Site icon PRACTICAL STOCK INVESTING

Madoff and JPMorgan Chase

another JP Morgan legal settlement

Yesterday JP Morgan and the federal government announced a deal.  The bank has agreed to pay fines of $2.6 billion and to reform its operating practices, in return for not being prosecuted for offenses relating to the Bernie Madoff Ponzi scheme.

Although the press reports are a bit confusing, the offenses seem to fall into two areas:

–Madoff routinely made transfers in and out of his accounts in excess of $10,000 a day.  Chase did not report these to the government as required by anti- money laundering statutes.  At least some of these transfers were rapid-fire movements from bank to bank, designed to allow Madoff to illegally collect interest on the deposits from more than one institution (“check kiting”).

–Parts of JP Morgan refused to invest the bank’s money with Madoff on the grounds that he was running a Ponzi scheme.  Other parts of JP Morgan happily continued to service Madoff, to buy his products, and to help sell them to others. Also, In the days just before Madoff’s arrest, JP Morgan withdrew most of its own money from Madoff, apparently because of fears of fraud.  The bank notified the UK government of this, but, oddly, not the US.

my take

To me, the plea deal is more evidence of a sea change in the attitude of regulators toward the financial industry since Mary Jo White became head of the SEC.  Long overdue.

In my experience, in every company there’s a tension between politically powerful senior managers who are identified with, and benefit from, the revenues generated by someone like Madoff and the relatively junior researchers who understand the facts better and are more aware of what the law requires.  The former can put up immense resistance to fixing problems.  Their allies can simply refuse to act on, or even to read, the case for a different course of action.

I’ve seen some of the Madoff sales materials.  They assert that phenomenally high returns are to be had with virtually no risk.  No explanation of how this is possible, just a simple appeal to greed.

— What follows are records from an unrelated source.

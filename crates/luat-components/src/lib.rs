// Copyright 2019-2026 Maravilla Labs, operated by SOLUTAS GmbH, Switzerland
// SPDX-License-Identifier: Apache-2.0
// SPDX-License-Identifier: MIT

// Warn on missing documentation for public items
#![warn(missing_docs)]
// ComponentError carries the Lua error chain for debugging.
#![allow(clippy::result_large_err)]

//! # luat-components
//!
//! Reusable server-rendered components for Lua templates.
//!
//! A component is a Rust type implementing [`Component`], registered under a
//! name with a [`ComponentRegistry`] and rendered through a
//! [`ComponentRenderer`]. Each render builds a variable scope from the
//! component (`this`, `computed`, the attributes bag and the exposed
//! members), lets event listeners adjust it, and runs the component's
//! template.
//!
//! ## Features
//!
//! - Typed render events with short-circuiting and template overrides
//! - Embedded components whose `this` walks outward through a [`Hierarchy`]
//! - HTML attribute bags with default merging
//! - Sandboxed Lua templates with a compiled module cache
//!
//! ## Quick Start
//!
//! ```rust,ignore
//! use luat_components::*;
//!
//! let config = ComponentConfig::default();
//! let mut registry = ComponentRegistry::new(config.clone());
//! registry.register(ComponentDefinition::new("alert", |props| {
//!     Ok(Rc::new(Alert::from_props(props)) as Rc<dyn Component>)
//! }));
//!
//! let engine = LuaTemplateEngine::from_config(FileSystemResolver::new("./templates"), &config)?;
//! let renderer = ComponentRenderer::with_config(registry, engine, &config);
//! let html = renderer.render_component("alert", props_from_json(json!({ "type": "success" })))?;
//! ```

/// Error types.
pub mod error;
/// Dynamic values and prop maps.
pub mod value;
/// The component capability interface.
pub mod component;
/// HTML attribute bags.
pub mod attributes;
/// Block stack placeholder for embedded renders.
pub mod block_stack;
/// Ancestor chains for embedded components.
pub mod hierarchy;
/// The `computed` proxy.
pub mod computed;
/// Component metadata and mounted instances.
pub mod mounted;
/// The render stack.
pub mod stack;
/// Render lifecycle events.
pub mod events;
/// TOML configuration.
pub mod config;
/// Component creation.
pub mod factory;
/// Template scope construction.
pub mod scope;
/// The render pipeline.
pub mod renderer;
/// Lua template engine.
pub mod lua;

#[cfg(test)]
mod tests;

pub use attributes::{escape_html, ComponentAttributes};
pub use block_stack::BlockStack;
pub use component::{
    normalize_method, Component, DefaultPropertyAccessor, ExposeInTemplate, ExposeTarget,
    PropertyAccessor,
};
pub use computed::ComputedPropertiesProxy;
pub use config::{CacheConfig, ComponentConfig, ComponentDefaults, EscapingConfig};
pub use error::{ComponentError, Result};
pub use events::{Event, EventDispatcher, PostRenderEvent, PreCreateForRenderEvent, PreRenderEvent};
pub use factory::{AnonymousComponent, ComponentDefinition, ComponentFactory, ComponentRegistry, Constructor};
pub use hierarchy::{lookup_member, resolve_member, Hierarchy, Member};
pub use lua::{FileSystemResolver, LuaTemplateEngine, MemoryResolver, ResolvedTemplate, TemplateResolver};
pub use mounted::{ComponentMetadata, MountedComponent};
pub use renderer::{ComponentRenderer, ComponentRuntime, TemplateEngine, OUTER_BLOCKS};
pub use scope::{build_scope, exposed_variables};
pub use stack::{ComponentStack, StackFrame};
pub use value::{props_from_json, Props, Value, Variables};
//! Anthropic Messages API provider.
//!
//! The image goes in as a base64 `image` block ahead of the prompt, and the
//! system instruction uses the dedicated top-level `system` field.

use async_trait::async_trait;
use reqwest::header::{HeaderName, HeaderValue};
use serde::{Deserialize, Serialize};
use tracing::debug;

use super::OcrProvider;
use super::state::{ProviderState, VendorClient, secret_header};
use crate::types::CallParams;
use crate::{CallOptions, ProviderConfig, ProviderKind, ProviderResponse, Result, Usage};

const NAME: &str = "Claude";
const API_VERSION: &str = "2023-06-01";

/// Anthropic API base URL.
pub const DEFAULT_BASE_URL: &str = "https://api.anthropic.com";

/// Model used when neither config nor call picks one.
pub const DEFAULT_MODEL: &str = "claude-3-5-sonnet-20241022";

/// Models offered for OCR.
pub const SUPPORTED_MODELS: &[&str] = &[
    "claude-3-5-sonnet-20241022",
    "claude-3-5-haiku-20241022",
    "claude-3-opus-20240229",
    "claude-3-sonnet-20240229",
    "claude-3-haiku-20240307",
    "claude-4-sonnet-20250514",
];

// ────────────────────────────────────────────────────────────────────────────
// Messages API types
// ────────────────────────────────────────────────────────────────────────────

#[derive(Debug, Serialize)]
struct MessagesRequest<'a> {
    model: &'a str,
    max_tokens: u32,
    temperature: f32,
    #[serde(skip_serializing_if = "Option::is_none")]
    system: Option<&'a str>,
    messages: Vec<Message<'a>>,
}

#[derive(Debug, Serialize)]
struct Message<'a> {
    role: &'static str,
    content: Vec<ContentBlock<'a>>,
}

#[derive(Debug, Serialize)]
#[serde(tag = "type", rename_all = "snake_case")]
enum ContentBlock<'a> {
    Image { source: ImageSource<'a> },
    Text { text: &'a str },
}

#[derive(Debug, Serialize)]
struct ImageSource<'a> {
    #[serde(rename = "type")]
    kind: &'static str,
    media_type: &'static str,
    data: &'a str,
}

#[derive(Debug, Deserialize)]
struct MessagesResponse {
    content: Vec<ResponseBlock>,
    #[serde(default)]
    usage: Option<MessagesUsage>,
}

#[derive(Debug, Deserialize)]
#[serde(tag = "type", rename_all = "snake_case")]
enum ResponseBlock {
    Text {
        text: String,
    },
    #[serde(other)]
    Other,
}

#[derive(Debug, Deserialize)]
struct MessagesUsage {
    input_tokens: u64,
    output_tokens: u64,
}

impl From<MessagesResponse> for ProviderResponse {
    fn from(response: MessagesResponse) -> Self {
        let content = response
            .content
            .into_iter()
            .filter_map(|block| match block {
                ResponseBlock::Text { text } => Some(text),
                ResponseBlock::Other => None,
            })
            .collect::<Vec<_>>()
            .join("");

        Self {
            content,
            usage: response
                .usage
                .map(|u| Usage::new(u.input_tokens, u.output_tokens)),
        }
    }
}

fn build_request<'a>(
    params: &'a CallParams,
    image_base64: &'a str,
    prompt: &'a str,
    system_prompt: Option<&'a str>,
) -> MessagesRequest<'a> {
    MessagesRequest {
        model: &params.model,
        max_tokens: params.max_tokens,
        temperature: params.temperature,
        system: system_prompt,
        messages: vec![Message {
            role: "user",
            content: vec![
                ContentBlock::Image {
                    source: ImageSource {
                        kind: "base64",
                        media_type: "image/png",
                        data: image_base64,
                    },
                },
                ContentBlock::Text { text: prompt },
            ],
        }],
    }
}

// ────────────────────────────────────────────────────────────────────────────
// ClaudeProvider
// ────────────────────────────────────────────────────────────────────────────

/// OCR through Anthropic's Claude models.
pub struct ClaudeProvider {
    state: ProviderState<VendorClient>,
}

impl ClaudeProvider {
    pub fn new() -> Self {
        Self {
            state: ProviderState::new(NAME),
        }
    }
}

impl Default for ClaudeProvider {
    fn default() -> Self {
        Self::new()
    }
}

#[async_trait]
impl OcrProvider for ClaudeProvider {
    fn name(&self) -> &str {
        NAME
    }

    fn kind(&self) -> ProviderKind {
        ProviderKind::Claude
    }

    fn initialize(&mut self, config: ProviderConfig) -> Result<()> {
        config.validate(self.kind())?;
        let client = VendorClient::new(
            NAME,
            config.base_url.as_deref().unwrap_or(DEFAULT_BASE_URL),
            [
                (
                    HeaderName::from_static("x-api-key"),
                    secret_header(config.api_key.expose_secret())?,
                ),
                (
                    HeaderName::from_static("anthropic-version"),
                    HeaderValue::from_static(API_VERSION),
                ),
            ],
        )?;
        self.state.install(config, client);
        Ok(())
    }

    fn is_available(&self) -> bool {
        self.state.is_available()
    }

    fn supported_models(&self) -> &'static [&'static str] {
        SUPPORTED_MODELS
    }

    async fn process_image_with(
        &self,
        image_base64: &str,
        prompt: &str,
        system_prompt: Option<&str>,
        options: &CallOptions,
    ) -> Result<ProviderResponse> {
        let session = self.state.ready()?;
        let params =
            CallParams::resolve(self.kind(), &session.config, options, DEFAULT_MODEL)?;
        let system_prompt = system_prompt.filter(|s| !s.is_empty());
        let request = build_request(&params, image_base64, prompt, system_prompt);

        debug!(provider = NAME, model = %params.model, "sending OCR request");
        let response: MessagesResponse = session.client.post_json("/v1/messages", &request).await?;
        Ok(response.into())
    }
}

Current media coverage is highly favorable to government investigators.  What seems to be forgotten is that Harry Markopolos, a financial analyst whistleblower with very detailed evidence of the Madoff Ponzi scheme, repeatedly showed up at SEC offices from 2000 onward to present his case.  He was ignored every time.  (Markopolos was asked by his boss to create a clone of Madoff.  He soon realized that there were periods where no assets delivered the returns Madoff claimed.)

The most elementary checks of the phony documentation Madoff prepared would have revealed the fraud.  But in their periodic inspections, the SEC appears to have checked virtually nothing.  Madoff himself commented on how easy the SEC was to fool.